**Material provided:**

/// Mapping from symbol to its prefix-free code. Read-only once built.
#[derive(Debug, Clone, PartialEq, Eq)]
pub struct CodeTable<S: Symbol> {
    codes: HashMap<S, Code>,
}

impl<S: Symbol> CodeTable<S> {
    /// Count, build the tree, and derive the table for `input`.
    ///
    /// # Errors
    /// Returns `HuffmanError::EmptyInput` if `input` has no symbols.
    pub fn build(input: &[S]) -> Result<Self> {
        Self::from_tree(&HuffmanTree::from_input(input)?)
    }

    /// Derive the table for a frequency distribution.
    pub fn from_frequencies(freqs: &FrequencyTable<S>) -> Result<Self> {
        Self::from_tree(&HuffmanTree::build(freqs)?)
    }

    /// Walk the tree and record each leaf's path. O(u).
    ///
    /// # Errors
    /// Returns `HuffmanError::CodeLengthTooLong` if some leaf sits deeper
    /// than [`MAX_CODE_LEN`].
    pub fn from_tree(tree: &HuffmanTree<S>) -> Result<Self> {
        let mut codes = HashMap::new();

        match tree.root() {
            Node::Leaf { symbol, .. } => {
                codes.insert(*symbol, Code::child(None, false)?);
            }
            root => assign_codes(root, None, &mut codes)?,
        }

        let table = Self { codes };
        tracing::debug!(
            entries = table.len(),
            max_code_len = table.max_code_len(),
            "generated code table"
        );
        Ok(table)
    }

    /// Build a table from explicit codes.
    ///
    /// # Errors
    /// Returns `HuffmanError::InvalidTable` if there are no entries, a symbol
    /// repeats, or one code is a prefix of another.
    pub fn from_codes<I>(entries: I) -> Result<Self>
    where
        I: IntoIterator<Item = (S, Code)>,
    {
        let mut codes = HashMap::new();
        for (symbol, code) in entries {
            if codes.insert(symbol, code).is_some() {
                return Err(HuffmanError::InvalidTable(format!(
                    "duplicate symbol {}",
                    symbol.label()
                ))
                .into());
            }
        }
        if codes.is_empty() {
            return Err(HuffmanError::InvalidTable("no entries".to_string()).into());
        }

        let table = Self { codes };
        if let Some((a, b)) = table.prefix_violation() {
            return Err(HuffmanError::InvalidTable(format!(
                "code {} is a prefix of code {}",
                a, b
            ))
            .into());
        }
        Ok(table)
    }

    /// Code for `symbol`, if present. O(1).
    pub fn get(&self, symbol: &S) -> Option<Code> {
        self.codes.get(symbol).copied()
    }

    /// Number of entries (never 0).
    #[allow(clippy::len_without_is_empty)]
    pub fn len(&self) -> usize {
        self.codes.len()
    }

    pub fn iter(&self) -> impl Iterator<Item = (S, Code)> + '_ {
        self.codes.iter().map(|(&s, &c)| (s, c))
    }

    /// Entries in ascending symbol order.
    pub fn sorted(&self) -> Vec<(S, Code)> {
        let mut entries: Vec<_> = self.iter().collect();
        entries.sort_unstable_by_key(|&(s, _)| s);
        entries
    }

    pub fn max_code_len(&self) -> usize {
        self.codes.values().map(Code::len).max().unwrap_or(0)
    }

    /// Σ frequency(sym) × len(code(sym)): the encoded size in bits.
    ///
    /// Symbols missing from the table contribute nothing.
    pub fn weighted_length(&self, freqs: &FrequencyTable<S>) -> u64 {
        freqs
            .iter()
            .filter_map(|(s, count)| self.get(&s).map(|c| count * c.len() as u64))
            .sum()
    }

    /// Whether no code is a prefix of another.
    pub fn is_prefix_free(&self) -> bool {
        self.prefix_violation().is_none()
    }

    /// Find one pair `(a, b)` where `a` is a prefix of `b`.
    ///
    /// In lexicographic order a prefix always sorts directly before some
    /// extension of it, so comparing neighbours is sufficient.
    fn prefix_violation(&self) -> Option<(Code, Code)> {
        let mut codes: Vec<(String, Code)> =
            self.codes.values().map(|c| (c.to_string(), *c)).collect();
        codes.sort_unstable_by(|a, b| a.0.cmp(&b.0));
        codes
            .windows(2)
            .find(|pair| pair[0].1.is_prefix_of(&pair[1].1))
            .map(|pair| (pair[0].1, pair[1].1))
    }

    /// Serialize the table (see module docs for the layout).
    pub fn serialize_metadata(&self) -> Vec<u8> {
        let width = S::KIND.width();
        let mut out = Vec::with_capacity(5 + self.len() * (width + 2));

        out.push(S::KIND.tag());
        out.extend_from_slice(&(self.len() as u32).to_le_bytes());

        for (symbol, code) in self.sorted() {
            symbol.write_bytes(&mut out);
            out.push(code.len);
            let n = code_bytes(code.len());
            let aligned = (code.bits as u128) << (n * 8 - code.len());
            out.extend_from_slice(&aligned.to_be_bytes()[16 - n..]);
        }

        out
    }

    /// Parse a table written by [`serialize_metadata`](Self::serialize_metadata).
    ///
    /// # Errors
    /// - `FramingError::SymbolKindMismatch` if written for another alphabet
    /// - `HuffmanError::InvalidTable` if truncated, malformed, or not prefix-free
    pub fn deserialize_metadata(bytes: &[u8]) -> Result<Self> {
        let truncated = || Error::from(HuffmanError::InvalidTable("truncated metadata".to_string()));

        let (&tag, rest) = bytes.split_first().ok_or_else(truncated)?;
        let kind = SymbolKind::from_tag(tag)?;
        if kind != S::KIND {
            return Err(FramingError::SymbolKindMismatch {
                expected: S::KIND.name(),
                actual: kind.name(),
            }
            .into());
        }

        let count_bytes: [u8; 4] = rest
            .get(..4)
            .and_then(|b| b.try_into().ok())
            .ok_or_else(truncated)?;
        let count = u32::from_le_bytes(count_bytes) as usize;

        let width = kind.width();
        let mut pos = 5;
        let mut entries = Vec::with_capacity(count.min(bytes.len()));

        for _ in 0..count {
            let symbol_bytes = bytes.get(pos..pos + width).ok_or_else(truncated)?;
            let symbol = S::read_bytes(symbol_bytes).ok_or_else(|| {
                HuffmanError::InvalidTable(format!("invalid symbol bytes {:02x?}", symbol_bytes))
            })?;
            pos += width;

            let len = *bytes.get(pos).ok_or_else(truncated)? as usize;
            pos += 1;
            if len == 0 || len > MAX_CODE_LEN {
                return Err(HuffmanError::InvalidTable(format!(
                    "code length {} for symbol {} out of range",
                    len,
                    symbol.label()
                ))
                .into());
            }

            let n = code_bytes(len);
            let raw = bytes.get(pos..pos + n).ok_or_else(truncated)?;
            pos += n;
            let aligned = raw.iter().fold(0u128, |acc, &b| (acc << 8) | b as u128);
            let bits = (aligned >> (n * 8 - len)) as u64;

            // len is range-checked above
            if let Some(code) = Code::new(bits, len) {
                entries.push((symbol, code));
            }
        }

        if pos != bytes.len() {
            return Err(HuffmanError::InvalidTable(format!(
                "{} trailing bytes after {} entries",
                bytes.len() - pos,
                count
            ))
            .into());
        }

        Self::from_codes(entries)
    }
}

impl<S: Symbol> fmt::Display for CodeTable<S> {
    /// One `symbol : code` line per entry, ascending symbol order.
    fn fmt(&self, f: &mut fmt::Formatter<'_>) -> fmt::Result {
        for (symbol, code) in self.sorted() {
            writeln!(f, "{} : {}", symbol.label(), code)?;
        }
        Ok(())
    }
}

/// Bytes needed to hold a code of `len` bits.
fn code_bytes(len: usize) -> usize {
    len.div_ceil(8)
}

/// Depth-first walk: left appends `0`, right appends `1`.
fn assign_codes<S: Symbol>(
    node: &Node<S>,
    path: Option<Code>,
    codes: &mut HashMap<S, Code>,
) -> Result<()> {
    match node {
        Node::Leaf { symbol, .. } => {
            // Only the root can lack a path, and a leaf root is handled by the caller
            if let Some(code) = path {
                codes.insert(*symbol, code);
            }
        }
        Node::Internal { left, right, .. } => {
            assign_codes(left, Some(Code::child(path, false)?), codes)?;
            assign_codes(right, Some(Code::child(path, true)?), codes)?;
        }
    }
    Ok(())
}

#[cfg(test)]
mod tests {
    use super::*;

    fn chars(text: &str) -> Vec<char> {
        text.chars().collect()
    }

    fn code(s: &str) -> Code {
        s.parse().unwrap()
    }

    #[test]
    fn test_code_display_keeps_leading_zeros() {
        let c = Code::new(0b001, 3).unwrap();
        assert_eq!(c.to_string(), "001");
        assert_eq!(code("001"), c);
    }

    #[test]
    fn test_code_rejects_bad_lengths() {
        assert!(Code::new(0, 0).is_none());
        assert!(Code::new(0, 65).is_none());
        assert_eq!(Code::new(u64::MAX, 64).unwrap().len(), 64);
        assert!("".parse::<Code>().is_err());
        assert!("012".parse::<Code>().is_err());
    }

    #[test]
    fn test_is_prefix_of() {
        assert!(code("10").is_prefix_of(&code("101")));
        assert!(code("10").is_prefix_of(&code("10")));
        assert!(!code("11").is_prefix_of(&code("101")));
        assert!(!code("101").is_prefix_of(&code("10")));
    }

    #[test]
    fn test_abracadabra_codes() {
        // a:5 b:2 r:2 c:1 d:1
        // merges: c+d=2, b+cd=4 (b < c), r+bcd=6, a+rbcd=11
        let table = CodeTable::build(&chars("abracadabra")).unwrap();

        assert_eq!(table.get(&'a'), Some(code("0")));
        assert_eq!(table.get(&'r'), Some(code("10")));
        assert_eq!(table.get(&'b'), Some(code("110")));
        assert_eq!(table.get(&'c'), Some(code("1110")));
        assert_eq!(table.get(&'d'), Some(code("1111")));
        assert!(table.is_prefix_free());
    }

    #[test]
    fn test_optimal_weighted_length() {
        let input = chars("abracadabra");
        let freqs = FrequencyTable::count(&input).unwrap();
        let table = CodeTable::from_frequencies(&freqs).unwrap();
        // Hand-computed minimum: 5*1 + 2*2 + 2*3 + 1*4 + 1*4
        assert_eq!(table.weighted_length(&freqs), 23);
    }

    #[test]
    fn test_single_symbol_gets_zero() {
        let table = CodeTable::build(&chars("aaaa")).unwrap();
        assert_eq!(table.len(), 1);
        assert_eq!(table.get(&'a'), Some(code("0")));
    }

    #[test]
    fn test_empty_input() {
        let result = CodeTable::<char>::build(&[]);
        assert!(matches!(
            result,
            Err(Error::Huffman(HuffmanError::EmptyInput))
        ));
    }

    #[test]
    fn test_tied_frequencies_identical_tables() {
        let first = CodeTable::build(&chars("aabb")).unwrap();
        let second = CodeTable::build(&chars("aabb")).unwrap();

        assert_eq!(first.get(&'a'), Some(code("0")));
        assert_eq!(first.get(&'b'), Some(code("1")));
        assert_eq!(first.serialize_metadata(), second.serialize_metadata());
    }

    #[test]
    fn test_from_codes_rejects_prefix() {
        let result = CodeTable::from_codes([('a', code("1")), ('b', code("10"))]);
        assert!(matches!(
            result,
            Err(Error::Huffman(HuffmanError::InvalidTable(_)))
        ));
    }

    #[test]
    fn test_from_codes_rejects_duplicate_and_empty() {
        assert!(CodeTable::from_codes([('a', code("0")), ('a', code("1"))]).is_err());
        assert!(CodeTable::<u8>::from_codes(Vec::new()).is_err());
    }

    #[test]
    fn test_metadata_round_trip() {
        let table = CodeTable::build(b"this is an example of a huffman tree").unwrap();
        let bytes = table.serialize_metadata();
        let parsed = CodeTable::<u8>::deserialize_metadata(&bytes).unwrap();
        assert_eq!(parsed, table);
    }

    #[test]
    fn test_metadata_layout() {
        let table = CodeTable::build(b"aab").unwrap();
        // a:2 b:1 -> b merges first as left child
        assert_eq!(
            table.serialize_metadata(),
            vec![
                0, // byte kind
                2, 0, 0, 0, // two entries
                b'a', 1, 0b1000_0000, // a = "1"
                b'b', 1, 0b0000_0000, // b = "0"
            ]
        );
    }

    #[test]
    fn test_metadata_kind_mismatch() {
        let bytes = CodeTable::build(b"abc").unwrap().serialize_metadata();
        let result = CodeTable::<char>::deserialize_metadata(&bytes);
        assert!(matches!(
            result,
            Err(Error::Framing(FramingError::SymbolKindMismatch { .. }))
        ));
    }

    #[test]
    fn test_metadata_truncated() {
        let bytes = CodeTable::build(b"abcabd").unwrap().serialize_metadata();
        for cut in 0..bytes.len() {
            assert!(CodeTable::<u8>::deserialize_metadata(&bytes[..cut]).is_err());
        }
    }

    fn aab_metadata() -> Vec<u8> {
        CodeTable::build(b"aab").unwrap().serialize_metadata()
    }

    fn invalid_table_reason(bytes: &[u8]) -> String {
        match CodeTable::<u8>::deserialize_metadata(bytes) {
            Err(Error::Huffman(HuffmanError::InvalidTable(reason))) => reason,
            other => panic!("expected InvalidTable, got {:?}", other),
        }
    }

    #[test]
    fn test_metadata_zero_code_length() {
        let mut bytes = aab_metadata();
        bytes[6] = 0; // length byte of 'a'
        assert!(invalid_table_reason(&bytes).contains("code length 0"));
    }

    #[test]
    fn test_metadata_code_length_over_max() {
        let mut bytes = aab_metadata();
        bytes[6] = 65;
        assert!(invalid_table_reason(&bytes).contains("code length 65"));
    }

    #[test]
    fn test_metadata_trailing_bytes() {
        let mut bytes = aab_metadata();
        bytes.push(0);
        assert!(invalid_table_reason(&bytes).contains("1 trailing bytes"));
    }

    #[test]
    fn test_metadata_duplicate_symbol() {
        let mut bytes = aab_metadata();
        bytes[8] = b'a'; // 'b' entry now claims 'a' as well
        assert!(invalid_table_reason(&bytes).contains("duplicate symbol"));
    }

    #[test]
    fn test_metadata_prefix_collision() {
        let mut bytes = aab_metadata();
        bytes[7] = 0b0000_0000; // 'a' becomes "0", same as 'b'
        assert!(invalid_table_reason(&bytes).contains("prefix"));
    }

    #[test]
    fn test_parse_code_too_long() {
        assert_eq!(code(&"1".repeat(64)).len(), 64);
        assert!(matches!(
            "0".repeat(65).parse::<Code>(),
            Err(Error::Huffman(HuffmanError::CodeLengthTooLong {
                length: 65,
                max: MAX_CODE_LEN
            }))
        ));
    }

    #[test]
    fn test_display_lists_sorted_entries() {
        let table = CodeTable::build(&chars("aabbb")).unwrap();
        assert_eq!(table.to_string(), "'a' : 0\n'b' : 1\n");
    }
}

**Prompt:** Across the data, find each line that has "where" in it and copy that line.

**Exercise result:**
    where
    /// Find one pair `(a, b)` where `a` is a prefix of `b`.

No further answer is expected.